> **Description of the task**
Your answer must hold only the lines below from the line containing "purely product-defined servings" through the line containing "static UNIT_SPECS: &[UnitSpec]", each reproduced exactly.

Saved entries:
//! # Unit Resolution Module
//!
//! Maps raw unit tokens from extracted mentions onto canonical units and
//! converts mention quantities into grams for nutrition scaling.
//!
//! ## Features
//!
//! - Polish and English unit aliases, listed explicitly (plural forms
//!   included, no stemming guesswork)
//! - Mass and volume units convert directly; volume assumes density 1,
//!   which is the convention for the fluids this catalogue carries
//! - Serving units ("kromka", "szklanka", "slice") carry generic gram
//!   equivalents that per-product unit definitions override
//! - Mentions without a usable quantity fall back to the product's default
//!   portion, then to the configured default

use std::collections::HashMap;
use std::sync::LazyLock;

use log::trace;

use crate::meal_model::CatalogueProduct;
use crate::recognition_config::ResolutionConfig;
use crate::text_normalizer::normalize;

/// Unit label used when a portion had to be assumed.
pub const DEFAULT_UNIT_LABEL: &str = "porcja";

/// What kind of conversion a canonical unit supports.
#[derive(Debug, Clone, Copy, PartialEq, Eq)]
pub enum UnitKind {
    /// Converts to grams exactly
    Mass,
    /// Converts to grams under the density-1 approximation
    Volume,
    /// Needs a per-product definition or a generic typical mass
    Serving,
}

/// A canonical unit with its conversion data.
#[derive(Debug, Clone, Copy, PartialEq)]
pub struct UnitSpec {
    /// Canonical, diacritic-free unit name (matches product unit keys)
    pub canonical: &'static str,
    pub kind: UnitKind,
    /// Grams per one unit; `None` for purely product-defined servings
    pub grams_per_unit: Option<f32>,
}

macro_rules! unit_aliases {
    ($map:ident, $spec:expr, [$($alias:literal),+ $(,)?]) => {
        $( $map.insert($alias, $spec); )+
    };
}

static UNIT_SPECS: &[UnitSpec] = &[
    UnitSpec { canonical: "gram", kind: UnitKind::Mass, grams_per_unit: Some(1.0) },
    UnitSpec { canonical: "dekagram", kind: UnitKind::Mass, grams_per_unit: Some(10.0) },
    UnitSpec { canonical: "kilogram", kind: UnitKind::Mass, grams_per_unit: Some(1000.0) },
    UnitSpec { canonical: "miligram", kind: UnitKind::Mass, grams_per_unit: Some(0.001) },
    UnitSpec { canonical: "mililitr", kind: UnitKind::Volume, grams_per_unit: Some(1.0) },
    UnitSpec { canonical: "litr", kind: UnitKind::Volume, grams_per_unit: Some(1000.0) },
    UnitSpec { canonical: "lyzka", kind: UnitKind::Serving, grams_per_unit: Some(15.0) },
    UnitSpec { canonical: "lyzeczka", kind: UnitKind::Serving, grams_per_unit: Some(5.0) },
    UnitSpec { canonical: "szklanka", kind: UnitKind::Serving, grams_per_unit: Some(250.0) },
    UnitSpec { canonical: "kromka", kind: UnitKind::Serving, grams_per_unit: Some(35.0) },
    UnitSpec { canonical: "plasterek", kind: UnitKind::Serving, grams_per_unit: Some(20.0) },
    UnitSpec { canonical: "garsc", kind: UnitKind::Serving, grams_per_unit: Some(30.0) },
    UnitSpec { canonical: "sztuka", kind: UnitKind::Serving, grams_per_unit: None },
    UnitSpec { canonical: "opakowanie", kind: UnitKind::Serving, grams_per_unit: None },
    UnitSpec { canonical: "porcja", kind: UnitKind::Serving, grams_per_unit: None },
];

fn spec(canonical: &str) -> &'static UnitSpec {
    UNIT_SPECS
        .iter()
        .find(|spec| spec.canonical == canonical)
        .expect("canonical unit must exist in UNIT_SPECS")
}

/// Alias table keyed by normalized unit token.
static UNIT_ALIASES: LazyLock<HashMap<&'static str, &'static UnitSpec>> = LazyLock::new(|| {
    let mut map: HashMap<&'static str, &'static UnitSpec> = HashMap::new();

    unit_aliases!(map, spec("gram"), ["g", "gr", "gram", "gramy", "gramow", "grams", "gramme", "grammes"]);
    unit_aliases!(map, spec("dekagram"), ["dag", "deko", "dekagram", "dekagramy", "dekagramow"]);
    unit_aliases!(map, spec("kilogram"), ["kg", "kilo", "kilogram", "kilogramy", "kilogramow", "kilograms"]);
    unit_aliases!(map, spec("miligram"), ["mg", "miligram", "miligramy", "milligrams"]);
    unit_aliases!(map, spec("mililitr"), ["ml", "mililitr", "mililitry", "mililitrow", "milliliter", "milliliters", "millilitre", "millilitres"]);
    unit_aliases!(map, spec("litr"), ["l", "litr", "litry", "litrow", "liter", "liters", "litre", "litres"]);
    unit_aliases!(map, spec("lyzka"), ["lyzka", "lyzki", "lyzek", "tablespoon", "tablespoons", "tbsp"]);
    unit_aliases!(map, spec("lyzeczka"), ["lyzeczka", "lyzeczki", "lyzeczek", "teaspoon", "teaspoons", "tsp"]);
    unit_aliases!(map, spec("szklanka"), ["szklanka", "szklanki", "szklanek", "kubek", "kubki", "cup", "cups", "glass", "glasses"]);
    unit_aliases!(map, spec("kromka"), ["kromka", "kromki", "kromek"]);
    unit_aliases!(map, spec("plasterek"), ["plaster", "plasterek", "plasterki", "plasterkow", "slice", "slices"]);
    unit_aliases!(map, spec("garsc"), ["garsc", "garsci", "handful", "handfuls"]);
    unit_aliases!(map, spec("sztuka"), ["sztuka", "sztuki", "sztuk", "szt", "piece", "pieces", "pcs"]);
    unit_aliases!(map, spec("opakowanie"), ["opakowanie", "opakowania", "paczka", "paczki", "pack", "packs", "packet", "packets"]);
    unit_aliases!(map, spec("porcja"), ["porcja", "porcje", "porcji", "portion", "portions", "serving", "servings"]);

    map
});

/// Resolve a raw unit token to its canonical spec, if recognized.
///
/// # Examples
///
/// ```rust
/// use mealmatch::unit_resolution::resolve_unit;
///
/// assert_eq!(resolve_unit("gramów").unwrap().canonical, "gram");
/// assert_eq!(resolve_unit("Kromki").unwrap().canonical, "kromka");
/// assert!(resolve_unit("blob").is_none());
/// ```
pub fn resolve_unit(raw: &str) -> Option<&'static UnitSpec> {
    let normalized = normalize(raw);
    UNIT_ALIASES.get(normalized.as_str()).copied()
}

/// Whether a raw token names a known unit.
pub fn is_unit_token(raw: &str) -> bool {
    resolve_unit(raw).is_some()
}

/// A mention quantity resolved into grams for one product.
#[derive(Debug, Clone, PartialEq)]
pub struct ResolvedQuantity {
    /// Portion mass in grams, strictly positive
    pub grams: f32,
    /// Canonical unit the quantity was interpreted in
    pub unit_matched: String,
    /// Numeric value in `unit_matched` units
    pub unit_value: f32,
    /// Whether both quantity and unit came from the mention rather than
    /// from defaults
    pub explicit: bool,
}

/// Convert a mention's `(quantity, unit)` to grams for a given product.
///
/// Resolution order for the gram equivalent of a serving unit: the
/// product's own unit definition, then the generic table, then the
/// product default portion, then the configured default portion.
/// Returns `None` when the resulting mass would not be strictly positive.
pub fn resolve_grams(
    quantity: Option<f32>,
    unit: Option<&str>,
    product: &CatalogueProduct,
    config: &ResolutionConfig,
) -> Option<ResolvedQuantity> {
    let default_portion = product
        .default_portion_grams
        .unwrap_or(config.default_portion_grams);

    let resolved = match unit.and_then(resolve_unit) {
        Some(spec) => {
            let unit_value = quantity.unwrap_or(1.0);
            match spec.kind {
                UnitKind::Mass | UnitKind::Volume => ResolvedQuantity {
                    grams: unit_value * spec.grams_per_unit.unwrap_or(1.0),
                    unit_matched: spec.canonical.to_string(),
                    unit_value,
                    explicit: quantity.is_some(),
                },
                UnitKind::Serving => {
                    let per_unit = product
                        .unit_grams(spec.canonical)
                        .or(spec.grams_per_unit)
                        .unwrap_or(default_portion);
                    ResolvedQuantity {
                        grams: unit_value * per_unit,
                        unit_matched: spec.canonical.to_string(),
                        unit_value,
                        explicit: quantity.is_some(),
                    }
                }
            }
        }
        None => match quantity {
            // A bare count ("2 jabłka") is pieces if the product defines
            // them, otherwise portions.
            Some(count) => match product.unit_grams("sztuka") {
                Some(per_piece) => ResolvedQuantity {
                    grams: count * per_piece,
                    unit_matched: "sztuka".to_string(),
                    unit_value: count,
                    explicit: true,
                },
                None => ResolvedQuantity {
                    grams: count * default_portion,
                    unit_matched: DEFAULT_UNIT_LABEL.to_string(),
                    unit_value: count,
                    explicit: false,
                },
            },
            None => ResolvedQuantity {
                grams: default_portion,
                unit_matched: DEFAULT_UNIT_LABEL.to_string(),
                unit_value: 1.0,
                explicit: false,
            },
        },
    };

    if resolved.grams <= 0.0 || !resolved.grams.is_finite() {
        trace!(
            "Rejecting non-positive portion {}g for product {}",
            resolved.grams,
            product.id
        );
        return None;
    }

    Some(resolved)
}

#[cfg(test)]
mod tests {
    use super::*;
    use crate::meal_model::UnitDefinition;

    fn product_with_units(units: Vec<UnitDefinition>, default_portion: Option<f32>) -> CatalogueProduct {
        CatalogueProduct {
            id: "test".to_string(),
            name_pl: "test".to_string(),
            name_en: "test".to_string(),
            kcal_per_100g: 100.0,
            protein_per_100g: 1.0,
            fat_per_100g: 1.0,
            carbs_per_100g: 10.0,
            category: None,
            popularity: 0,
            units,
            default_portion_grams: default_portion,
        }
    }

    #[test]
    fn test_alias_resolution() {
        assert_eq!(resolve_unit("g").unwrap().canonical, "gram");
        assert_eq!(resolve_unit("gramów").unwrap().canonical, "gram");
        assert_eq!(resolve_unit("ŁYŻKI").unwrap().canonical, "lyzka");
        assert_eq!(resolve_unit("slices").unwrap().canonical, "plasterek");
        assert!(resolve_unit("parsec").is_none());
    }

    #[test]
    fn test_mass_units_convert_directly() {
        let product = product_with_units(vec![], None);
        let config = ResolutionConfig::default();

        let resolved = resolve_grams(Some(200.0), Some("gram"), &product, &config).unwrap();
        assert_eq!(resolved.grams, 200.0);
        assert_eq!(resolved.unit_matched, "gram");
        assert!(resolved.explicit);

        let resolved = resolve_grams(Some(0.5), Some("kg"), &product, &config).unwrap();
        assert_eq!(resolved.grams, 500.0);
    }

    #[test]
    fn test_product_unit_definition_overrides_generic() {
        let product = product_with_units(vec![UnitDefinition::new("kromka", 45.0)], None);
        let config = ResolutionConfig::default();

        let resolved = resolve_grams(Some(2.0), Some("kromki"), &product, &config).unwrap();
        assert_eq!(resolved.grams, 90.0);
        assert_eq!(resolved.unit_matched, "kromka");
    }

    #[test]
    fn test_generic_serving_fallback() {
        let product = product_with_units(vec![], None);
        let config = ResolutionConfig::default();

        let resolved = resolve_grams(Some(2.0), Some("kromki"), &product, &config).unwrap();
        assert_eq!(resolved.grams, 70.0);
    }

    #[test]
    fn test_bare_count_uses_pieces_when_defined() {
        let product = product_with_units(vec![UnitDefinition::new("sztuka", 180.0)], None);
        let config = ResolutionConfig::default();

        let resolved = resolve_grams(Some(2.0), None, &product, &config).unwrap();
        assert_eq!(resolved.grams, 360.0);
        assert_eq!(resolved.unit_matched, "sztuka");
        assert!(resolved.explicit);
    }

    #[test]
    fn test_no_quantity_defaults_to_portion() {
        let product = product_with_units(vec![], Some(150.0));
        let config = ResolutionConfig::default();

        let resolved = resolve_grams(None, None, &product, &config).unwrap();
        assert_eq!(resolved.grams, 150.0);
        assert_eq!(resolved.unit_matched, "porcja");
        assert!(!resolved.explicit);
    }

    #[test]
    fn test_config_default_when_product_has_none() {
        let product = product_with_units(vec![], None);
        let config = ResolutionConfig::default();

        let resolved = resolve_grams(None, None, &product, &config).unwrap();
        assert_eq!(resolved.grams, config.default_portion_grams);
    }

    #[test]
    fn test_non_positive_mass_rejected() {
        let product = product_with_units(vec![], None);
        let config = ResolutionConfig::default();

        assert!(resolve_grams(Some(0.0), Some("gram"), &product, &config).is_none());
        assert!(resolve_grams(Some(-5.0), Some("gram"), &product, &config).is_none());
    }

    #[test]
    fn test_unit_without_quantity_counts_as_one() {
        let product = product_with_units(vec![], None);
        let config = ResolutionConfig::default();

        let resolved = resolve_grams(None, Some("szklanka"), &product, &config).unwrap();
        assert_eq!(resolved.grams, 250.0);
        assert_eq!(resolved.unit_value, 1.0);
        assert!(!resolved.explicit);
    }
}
--
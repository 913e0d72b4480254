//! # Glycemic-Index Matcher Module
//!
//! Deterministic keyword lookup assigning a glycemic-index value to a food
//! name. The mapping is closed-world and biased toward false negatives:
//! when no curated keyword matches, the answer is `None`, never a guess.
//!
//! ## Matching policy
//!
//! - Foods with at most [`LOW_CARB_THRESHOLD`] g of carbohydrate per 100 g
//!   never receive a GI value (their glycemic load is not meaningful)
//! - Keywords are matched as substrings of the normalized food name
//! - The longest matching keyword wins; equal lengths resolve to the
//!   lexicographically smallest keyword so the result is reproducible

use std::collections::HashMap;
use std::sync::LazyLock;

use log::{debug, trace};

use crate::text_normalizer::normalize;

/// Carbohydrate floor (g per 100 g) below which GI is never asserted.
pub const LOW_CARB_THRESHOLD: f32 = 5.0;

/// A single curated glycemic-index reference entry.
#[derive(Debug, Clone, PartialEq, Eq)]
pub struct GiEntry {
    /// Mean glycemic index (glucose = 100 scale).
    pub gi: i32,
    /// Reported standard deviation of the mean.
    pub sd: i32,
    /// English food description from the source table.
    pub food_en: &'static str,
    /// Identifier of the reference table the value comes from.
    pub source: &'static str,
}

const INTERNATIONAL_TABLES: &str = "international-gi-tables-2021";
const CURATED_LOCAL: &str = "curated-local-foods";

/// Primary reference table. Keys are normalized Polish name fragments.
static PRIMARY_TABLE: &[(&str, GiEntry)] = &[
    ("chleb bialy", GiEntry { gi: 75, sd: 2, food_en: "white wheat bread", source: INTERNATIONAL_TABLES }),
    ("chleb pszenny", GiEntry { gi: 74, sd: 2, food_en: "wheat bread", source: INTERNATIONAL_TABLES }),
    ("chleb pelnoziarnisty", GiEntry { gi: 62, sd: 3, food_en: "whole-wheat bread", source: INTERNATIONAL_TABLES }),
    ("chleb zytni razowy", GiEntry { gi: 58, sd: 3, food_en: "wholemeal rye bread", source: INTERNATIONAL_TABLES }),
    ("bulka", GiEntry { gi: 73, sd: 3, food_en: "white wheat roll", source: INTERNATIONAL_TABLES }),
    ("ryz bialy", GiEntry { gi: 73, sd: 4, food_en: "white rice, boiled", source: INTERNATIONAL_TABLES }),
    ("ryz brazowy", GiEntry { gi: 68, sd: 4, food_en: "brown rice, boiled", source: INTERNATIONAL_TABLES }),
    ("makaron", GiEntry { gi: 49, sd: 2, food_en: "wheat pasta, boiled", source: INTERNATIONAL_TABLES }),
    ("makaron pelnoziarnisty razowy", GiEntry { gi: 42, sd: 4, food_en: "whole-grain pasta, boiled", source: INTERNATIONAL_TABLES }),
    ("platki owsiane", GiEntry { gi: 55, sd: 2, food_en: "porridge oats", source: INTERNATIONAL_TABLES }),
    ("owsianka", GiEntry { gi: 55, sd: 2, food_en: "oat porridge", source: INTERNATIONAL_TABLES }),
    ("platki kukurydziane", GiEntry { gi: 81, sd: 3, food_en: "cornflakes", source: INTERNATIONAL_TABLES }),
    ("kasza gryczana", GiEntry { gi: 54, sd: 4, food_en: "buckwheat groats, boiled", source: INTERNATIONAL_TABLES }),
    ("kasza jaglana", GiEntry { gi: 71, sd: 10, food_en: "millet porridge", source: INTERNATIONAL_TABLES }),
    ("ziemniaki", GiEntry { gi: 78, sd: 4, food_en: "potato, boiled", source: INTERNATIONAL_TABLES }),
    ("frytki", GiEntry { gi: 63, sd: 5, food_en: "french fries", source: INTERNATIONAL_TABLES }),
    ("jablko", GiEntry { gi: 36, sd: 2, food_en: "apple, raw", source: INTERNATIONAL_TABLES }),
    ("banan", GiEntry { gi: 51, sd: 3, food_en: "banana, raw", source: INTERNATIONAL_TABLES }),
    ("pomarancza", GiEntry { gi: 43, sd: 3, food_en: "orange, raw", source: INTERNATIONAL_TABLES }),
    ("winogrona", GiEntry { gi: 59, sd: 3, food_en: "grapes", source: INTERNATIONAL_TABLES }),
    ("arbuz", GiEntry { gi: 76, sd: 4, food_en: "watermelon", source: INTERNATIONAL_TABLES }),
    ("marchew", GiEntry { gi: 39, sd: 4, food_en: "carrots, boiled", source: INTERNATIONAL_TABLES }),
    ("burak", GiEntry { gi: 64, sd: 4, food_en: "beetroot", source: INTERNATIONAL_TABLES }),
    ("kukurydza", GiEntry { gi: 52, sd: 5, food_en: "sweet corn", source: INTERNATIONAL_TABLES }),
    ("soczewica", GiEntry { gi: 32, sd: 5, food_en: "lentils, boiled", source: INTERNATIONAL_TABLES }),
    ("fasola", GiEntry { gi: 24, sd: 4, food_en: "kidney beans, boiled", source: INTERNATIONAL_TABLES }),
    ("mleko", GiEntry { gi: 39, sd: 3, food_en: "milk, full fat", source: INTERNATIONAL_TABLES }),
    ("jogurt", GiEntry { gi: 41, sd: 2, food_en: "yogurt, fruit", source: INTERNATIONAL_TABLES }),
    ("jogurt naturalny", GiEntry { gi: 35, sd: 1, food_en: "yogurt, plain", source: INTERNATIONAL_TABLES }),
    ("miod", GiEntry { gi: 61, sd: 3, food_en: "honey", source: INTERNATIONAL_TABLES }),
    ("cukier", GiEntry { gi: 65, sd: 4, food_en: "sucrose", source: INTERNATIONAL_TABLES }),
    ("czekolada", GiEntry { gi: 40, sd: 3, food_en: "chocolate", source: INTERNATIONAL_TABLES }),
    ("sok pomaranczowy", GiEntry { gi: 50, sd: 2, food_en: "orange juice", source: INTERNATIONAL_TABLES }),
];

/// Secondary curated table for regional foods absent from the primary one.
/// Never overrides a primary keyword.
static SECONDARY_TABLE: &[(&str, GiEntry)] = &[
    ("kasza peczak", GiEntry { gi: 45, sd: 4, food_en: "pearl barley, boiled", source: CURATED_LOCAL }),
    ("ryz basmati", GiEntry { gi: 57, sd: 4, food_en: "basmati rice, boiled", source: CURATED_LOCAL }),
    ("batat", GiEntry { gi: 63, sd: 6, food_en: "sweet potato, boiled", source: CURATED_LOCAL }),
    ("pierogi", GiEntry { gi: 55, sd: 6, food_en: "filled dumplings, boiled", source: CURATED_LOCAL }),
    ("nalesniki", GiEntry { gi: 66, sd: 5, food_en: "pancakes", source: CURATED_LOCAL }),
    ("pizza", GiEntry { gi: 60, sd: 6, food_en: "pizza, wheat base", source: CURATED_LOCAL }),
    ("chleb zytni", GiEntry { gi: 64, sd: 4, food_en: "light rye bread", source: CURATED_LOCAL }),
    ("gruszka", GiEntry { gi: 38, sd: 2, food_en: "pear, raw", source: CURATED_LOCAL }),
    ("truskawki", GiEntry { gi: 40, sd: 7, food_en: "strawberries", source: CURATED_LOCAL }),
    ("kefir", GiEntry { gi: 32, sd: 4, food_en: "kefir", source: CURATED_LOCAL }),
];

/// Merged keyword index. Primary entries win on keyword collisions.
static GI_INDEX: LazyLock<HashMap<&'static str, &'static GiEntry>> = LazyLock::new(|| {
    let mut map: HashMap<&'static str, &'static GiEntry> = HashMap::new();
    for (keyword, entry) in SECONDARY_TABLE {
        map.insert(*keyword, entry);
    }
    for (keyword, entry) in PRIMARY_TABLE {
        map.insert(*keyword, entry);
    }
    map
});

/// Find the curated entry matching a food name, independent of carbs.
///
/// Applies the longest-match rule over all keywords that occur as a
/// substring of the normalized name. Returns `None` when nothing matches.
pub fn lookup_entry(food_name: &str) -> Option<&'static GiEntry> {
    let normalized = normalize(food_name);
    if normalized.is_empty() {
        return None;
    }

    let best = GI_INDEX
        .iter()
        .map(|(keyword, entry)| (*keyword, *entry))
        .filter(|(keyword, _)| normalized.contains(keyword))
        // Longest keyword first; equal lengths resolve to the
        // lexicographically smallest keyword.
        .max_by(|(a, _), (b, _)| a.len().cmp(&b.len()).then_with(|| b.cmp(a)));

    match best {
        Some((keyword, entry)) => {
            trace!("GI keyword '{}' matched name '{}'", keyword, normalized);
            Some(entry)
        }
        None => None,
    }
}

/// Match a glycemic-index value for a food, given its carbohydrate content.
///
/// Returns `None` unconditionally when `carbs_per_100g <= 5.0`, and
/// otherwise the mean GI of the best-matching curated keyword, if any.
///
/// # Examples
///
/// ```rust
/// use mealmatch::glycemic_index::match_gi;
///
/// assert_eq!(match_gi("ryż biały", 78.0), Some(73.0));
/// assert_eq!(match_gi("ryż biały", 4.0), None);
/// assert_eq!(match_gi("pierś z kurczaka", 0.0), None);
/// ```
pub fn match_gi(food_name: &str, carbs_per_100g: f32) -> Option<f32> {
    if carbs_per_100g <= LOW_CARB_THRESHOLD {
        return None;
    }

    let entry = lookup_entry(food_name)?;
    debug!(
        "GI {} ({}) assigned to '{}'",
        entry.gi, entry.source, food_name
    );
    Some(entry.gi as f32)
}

> **Response to this exercise**
    /// Grams per one unit; `None` for purely product-defined servings
    pub grams_per_unit: Option<f32>,
}

macro_rules! unit_aliases {
    ($map:ident, $spec:expr, [$($alias:literal),+ $(,)?]) => {
        $( $map.insert($alias, $spec); )+
    };
}

static UNIT_SPECS: &[UnitSpec] = &[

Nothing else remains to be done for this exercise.